Hatch was optioned to Triple-A Buffalo to begin the 2023 season. In 6 games for Toronto, he posted a 4.26 ERA with 10 strikeouts in 6 1/3 innings pitched. On August 4, 2023, Hatch was designated for assignment by the Blue Jays.

===Pittsburgh Pirates===
On August 6, 2023, Hatch was claimed off waivers by the Pittsburgh Pirates. In 12 games for the Pirates, he registered a 4.03 ERA with 16 strikeouts in 22 1/3 innings of work. Hatch was released by Pittsburgh on November 30 to pursue an opportunity overseas.

===Hiroshima Toyo Carp===
On December 3, 2023, Hatch signed with the Hiroshima Toyo Carp of Nippon Professional Baseball. He made 5 appearances for the Carp in 2024, struggling to an 0–3 record and 7.46 ERA with 18 strikeouts over 22 innings pitched.
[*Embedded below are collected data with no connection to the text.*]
//! The in-memory node model and its wire form.
//!
//! One `GraphNode` corresponds to one syntax-tree element or one filesystem
//! entry (project root, directory, file). A node is fully populated before
//! it reaches the emitter, serialized exactly once, and not retained; the
//! graph lives only in the output stream.

use indexmap::IndexMap;
use serde::{Deserialize, Serialize};

use crate::kind::{CommonKind, Kind};

/// A typed property value as supplied by the walker.
///
/// Serialization always lowers the value to its textual form; the `type`
/// field preserves the semantic kind for downstream consumers.
#[derive(Debug, Clone, PartialEq)]
pub enum PropertyValue {
    Str(String),
    Number(i64),
    Bool(bool),
}

impl PropertyValue {
    fn type_name(&self) -> &'static str {
        match self {
            Self::Str(_) => "string",
            Self::Number(_) => "number",
            Self::Bool(_) => "boolean",
        }
    }

    fn render(&self) -> String {
        match self {
            Self::Str(s) => s.clone(),
            Self::Number(n) => n.to_string(),
            Self::Bool(b) => b.to_string(),
        }
    }
}

impl From<&str> for PropertyValue {
    fn from(value: &str) -> Self {
        Self::Str(value.to_string())
    }
}

impl From<String> for PropertyValue {
    fn from(value: String) -> Self {
        Self::Str(value)
    }
}

impl From<i64> for PropertyValue {
    fn from(value: i64) -> Self {
        Self::Number(value)
    }
}

impl From<usize> for PropertyValue {
    fn from(value: usize) -> Self {
        Self::Number(value as i64)
    }
}

impl From<bool> for PropertyValue {
    fn from(value: bool) -> Self {
        Self::Bool(value)
    }
}

/// One `{type, value}` property entry on the wire.
#[derive(Debug, Clone, PartialEq, Serialize, Deserialize)]
pub struct Property {
    #[serde(rename = "type")]
    pub value_type: String,
    pub value: String,
}

/// One entry in the output graph.
#[derive(Debug, Clone, Serialize, Deserialize)]
#[serde(rename_all = "camelCase")]
pub struct GraphNode {
    pub common_kind: CommonKind,
    pub key: String,
    pub kind: Kind,
    /// Key of the enclosing node; `""` for the run's root.
    pub parent_key: String,
    /// Insertion-ordered so emitted property order is deterministic.
    pub properties: IndexMap<String, Property>,
    /// Keys of earlier siblings under the same parent, in emission order.
    pub older_siblings: Vec<String>,
    /// Child keys accumulated while this node sits on the ancestor stack.
    /// Never serialized; relationships on the wire come from `parentKey`.
    #[serde(skip)]
    pub children: Vec<String>,
}

impl GraphNode {
    pub fn new(key: String, kind: Kind, common_kind: CommonKind) -> Self {
        Self {
            common_kind,
            key,
            kind,
            parent_key: String::new(),
            properties: IndexMap::new(),
            older_siblings: Vec::new(),
            children: Vec::new(),
        }
    }

    /// Store a typed property, lowered to its `{type, value}` wire form.
    pub fn set_property(&mut self, name: &str, value: impl Into<PropertyValue>) {
        let value = value.into();
        self.properties.insert(
            name.to_string(),
            Property {
                value_type: value.type_name().to_string(),
                value: value.render(),
            },
        );
    }

    /// True iff this node is the run's root.
    pub fn is_root(&self) -> bool {
        self.parent_key.is_empty()
    }
}
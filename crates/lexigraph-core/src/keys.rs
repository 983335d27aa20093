//! Run-scoped key allocation.
//!
//! Every node in one run is keyed from a single trunk seed supplied by the
//! calling indexing system. The project root node uses the seed verbatim;
//! every later key is `{trunk}_{n}` with a monotonically advancing counter.

use crate::LexigraphError;

/// Allocates unique, allocation-ordered string keys for one run.
///
/// The allocator is an explicit instance passed by `&mut` wherever keys are
/// needed; there is no process-wide counter. It is not reentrant: one run,
/// one allocator, one thread.
#[derive(Debug)]
pub struct KeyAllocator {
    seed: String,
    trunk: u64,
    num: u64,
}

impl KeyAllocator {
    /// Parse a trunk seed of the form `"{trunk}"` or `"{trunk}_{n}"`.
    ///
    /// A seed of the second form resumes counting after `n`, so a caller can
    /// continue a key sequence across invocations. Anything else (more than
    /// one separator, empty or non-numeric parts) is rejected with
    /// [`LexigraphError::InvalidSeed`].
    pub fn new(trunk_seed: &str) -> Result<Self, LexigraphError> {
        let invalid = || LexigraphError::InvalidSeed(trunk_seed.to_string());
        let parts: Vec<&str> = trunk_seed.split('_').collect();
        let (trunk, num) = match parts.as_slice() {
            [t] => (t.parse::<u64>().map_err(|_| invalid())?, 0),
            [t, n] => (
                t.parse::<u64>().map_err(|_| invalid())?,
                n.parse::<u64>().map_err(|_| invalid())?,
            ),
            _ => return Err(invalid()),
        };

        Ok(Self {
            seed: trunk_seed.to_string(),
            trunk,
            num,
        })
    }

    /// The key for the run's root node: the trunk seed exactly as supplied.
    pub fn root_key(&self) -> &str {
        &self.seed
    }

    /// Return a fresh key and advance the counter. Never repeats in a run.
    pub fn next(&mut self) -> String {
        self.num += 1;
        format!("{}_{}", self.trunk, self.num)
    }
}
On November 8, 2024, the Carp announced they would not retain Hatch for the 2025 season, making him a free agent.

===Kansas City Royals===
On November 18, 2024, Hatch signed with the Doosan Bears of the KBO League. However, the contract was voided on December 18, due to concerns over Hatch's physical. On February 7, 2025, Hatch signed a minor league contract with the Kansas City Royals. On June 5, the Royals selected Hatch's contract, adding him to their active roster. He went unused in the first game of the team's doubleheader, and was designated for assignment prior to the second game. Hatch cleared waivers and was sent outright to the Triple-A Omaha Storm Chasers on June 8. On July 29, the Royals added Hatch back to their active roster. After allowing two runs in one inning during his only appearance, Hatch was designated for assignment by the Royals on August 2.

===Minnesota Twins===
On August 4, 2025, Hatch was claimed off waivers by the Minnesota Twins. In 11 appearances for the Twins, he posted a 2-1 record and 5.45 ERA with 21 strikeouts over 33 innings of work. On November 6, Hatch was removed from the 40-man roster and sent outright to the Triple-A St. Paul Saints; he subsequently rejected the assignment and elected free agency.

===Arizona Diamondbacks===
On January 8, 2026, Hatch signed a minor league contract with the Arizona Diamondbacks. He made 11 starts for the Triple-A Reno Aces, compiling a 2-0 record and 4.01 ERA with 34 strikeouts across 51 2/3 innings pitched. Hatch was released by the Diamondbacks organization on June 4.

===SSG Landers===
On June 6, 2026, Hatch signed with the SSG Landers of the KBO League as an injury replacement for Mitch White.